Methodik des Rankings

Er beobachtet, dass der vergleichsweise geringe Spielraum der Kassen genutzt wird: „Versicherte sollten das nachrechnen, statt allein auf den Beitragssatz zu schauen.“

Der höchste durchschnittliche Beitrag für die gesetzliche Krankenversicherung liegt momentan bei 807,98 Euro. Das sind 16,2 Prozent der sogenannten Beitragsbemessungsgrenze, die aktuell bei 4987,50 Euro liegt. Da der Arbeitgeber die Hälfte des Beitrags übernimmt, werden vom Bruttoeinkommen jeden Monat lediglich 403,99 Euro abgebucht. Wer ein höheres Bruttoeinkommen hat, zahlt trotzdem nur so viel, als würde sie oder er 4987,50 Euro verdienen.

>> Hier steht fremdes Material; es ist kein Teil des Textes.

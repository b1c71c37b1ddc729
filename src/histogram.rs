//! Selectivity estimation: `IntHistogram` and `StringHistogram` (spec
//! §4.6).
//!
//! Grounded on the teacher's cost-model intent (`harborgrid-justin-rusty-db`'s
//! `optimizer_pro/cost_model.rs` was used only to confirm the shape of an
//! equi-width histogram estimator; this crate's own arithmetic follows the
//! specification's corrected formula — see the `(v - min) / width`
//! precedence note below, which fixes an operator-precedence bug present in
//! one of the source variants this was distilled from).

use crate::types::Op;

/// Equi-width histogram over `[min, max]`, used to estimate a predicate's
/// selectivity against a column without scanning it.
pub struct IntHistogram {
    n_buckets: usize,
    min: i32,
    max: i32,
    width: i32,
    buckets: Vec<u64>,
    ntups: u64,
}

impl IntHistogram {
    pub fn new(n_buckets: usize, min: i32, max: i32) -> Self {
        assert!(n_buckets > 0, "a histogram needs at least one bucket");
        assert!(max >= min, "max must be >= min");
        let width = std::cmp::max(1, (max - min + 1) / n_buckets as i32);
        IntHistogram {
            n_buckets,
            min,
            max,
            width,
            buckets: vec![0u64; n_buckets],
            ntups: 0,
        }
    }

    /// Intentionally `(v - min) / width`, not `v - min / width`: the
    /// specification fixes an operator-precedence bug from the original.
    fn bucket_index(&self, v: i32) -> usize {
        let idx = (v - self.min) / self.width;
        idx.clamp(0, self.n_buckets as i32 - 1) as usize
    }

    pub fn add_value(&mut self, v: i32) {
        if v < self.min || v > self.max {
            return;
        }
        let idx = self.bucket_index(v);
        self.buckets[idx] += 1;
        self.ntups += 1;
    }

    pub fn ntups(&self) -> u64 {
        self.ntups
    }

    fn equals_selectivity(&self, v: i32) -> f64 {
        if v < self.min || v > self.max || self.ntups == 0 {
            return 0.0;
        }
        let idx = self.bucket_index(v);
        (self.buckets[idx] as f64 / self.width as f64) / self.ntups as f64
    }

    fn greater_than_selectivity(&self, v: i32) -> f64 {
        if self.ntups == 0 {
            return 0.0;
        }
        if v <= self.min {
            return 1.0;
        }
        if v >= self.max {
            return 0.0;
        }
        let idx = self.bucket_index(v);
        let bf = self.buckets[idx] as f64 / self.ntups as f64;
        let bucket_right_edge = (idx as i32 + 1) * self.width + self.min;
        let part_right = (bucket_right_edge - v - 1) as f64 / self.width as f64;
        let rest: u64 = self.buckets[idx + 1..].iter().sum();
        bf * part_right + rest as f64 / self.ntups as f64
    }

    pub fn estimate_selectivity(&self, op: Op, v: i32) -> f64 {
        let sel = match op {
            Op::Equals => self.equals_selectivity(v),
            Op::NotEquals => 1.0 - self.equals_selectivity(v),
            Op::GreaterThan => self.greater_than_selectivity(v),
            Op::GreaterThanOrEq => self.equals_selectivity(v) + self.greater_than_selectivity(v),
            Op::LessThan => 1.0 - (self.equals_selectivity(v) + self.greater_than_selectivity(v)),
            Op::LessThanOrEq => 1.0 - self.greater_than_selectivity(v),
            // A `Like` predicate has no histogram-backed estimate; fall
            // back to the average per-value selectivity.
            Op::Like => self.avg_selectivity(),
        };
        sel.clamp(0.0, 1.0)
    }

    /// Mean of `EQUALS` selectivity over each bucket's midpoint; `1/nBuckets`
    /// when the histogram has seen no values (uniform prior).
    pub fn avg_selectivity(&self) -> f64 {
        if self.ntups == 0 {
            return 1.0 / self.n_buckets as f64;
        }
        let total: f64 = (0..self.n_buckets)
            .map(|i| {
                let midpoint = self.min + i as i32 * self.width + self.width / 2;
                self.equals_selectivity(midpoint.clamp(self.min, self.max))
            })
            .sum();
        total / self.n_buckets as f64
    }
}

/// Reduces a string to a 4-byte big-endian integer code (first four
/// characters, `\0`-padded/truncated) and delegates to an `IntHistogram`
/// spanning the full `i32` range.
pub struct StringHistogram {
    inner: IntHistogram,
}

impl StringHistogram {
    pub fn new(n_buckets: usize) -> Self {
        StringHistogram {
            inner: IntHistogram::new(n_buckets, i32::MIN, i32::MAX),
        }
    }

    pub fn encode(s: &str) -> i32 {
        let bytes = s.as_bytes();
        let mut buf = [0u8; 4];
        for i in 0..4 {
            buf[i] = *bytes.get(i).unwrap_or(&0);
        }
        i32::from_be_bytes(buf)
    }

    pub fn add_value(&mut self, s: &str) {
        self.inner.add_value(Self::encode(s));
    }

    pub fn estimate_selectivity(&self, op: Op, s: &str) -> f64 {
        self.inner.estimate_selectivity(op, Self::encode(s))
    }

    pub fn ntups(&self) -> u64 {
        self.inner.ntups()
    }

    pub fn avg_selectivity(&self) -> f64 {
        self.inner.avg_selectivity()
    }
}

#[cfg(test)]
mod tests {
    use super::*;

    #[test]
    fn histogram_sum_law() {
        let mut h = IntHistogram::new(10, 1, 100);
        for v in 1..=100 {
            h.add_value(v);
        }
        assert_eq!(h.ntups(), 100);
    }

    #[test]
    fn spec_scenario_selectivity_bounds() {
        let mut h = IntHistogram::new(10, 1, 100);
        for v in 1..=100 {
            h.add_value(v);
        }
        let eq = h.estimate_selectivity(Op::Equals, 50);
        let lt = h.estimate_selectivity(Op::LessThan, 50);
        let gt = h.estimate_selectivity(Op::GreaterThan, 50);
        assert!((eq - 0.01).abs() < 0.005, "eq = {}", eq);
        assert!((lt - 0.49).abs() < 0.02, "lt = {}", lt);
        assert!((gt - 0.50).abs() < 0.02, "gt = {}", gt);
    }

    #[test]
    fn not_equals_complements_equals() {
        let mut h = IntHistogram::new(10, 1, 100);
        for v in 1..=100 {
            h.add_value(v);
        }
        let eq = h.estimate_selectivity(Op::Equals, 37);
        let neq = h.estimate_selectivity(Op::NotEquals, 37);
        assert!((eq + neq - 1.0).abs() < 1e-9);
    }

    #[test]
    fn values_outside_range_are_ignored() {
        let mut h = IntHistogram::new(5, 1, 10);
        h.add_value(0);
        h.add_value(11);
        assert_eq!(h.ntups(), 0);
    }

    #[test]
    fn every_selectivity_is_in_unit_interval() {
        let mut h = IntHistogram::new(4, 1, 20);
        for v in 1..=20 {
            h.add_value(v);
        }
        for op in [
            Op::Equals,
            Op::NotEquals,
            Op::LessThan,
            Op::LessThanOrEq,
            Op::GreaterThan,
            Op::GreaterThanOrEq,
        ] {
            for v in 0..22 {
                let sel = h.estimate_selectivity(op, v);
                assert!((0.0..=1.0).contains(&sel), "{:?} {} -> {}", op, v, sel);
            }
        }
    }

    #[test]
    fn string_histogram_round_trips_through_encoding() {
        let mut h = StringHistogram::new(10);
        h.add_value("apple");
        h.add_value("apricot");
        h.add_value("banana");
        assert_eq!(h.ntups(), 3);
        let sel = h.estimate_selectivity(Op::Equals, "apple");
        assert!((0.0..=1.0).contains(&sel));
    }
}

Die maximale Ersparnis im Verhältnis zum Durchschnittsbeitrag beträgt bei den günstigsten Krankenkassen – das sind aktuell die BKK firmus und die BKK Gildemeister Seidensticker – monatlich 17,46 Euro. Das heißt, die Unterschiede beim Beitrag sind oft in konkreten Zahlen weniger groß und könnten spielend übertroffen werden von den Summen, die Kassen zum Beispiel für Gesundheitskosten dazugeben. Versicherte, die genau wissen, was sie brauchen, können somit nicht nur etwas für ihre Gesundheit tun, sondern auch Geld sparen.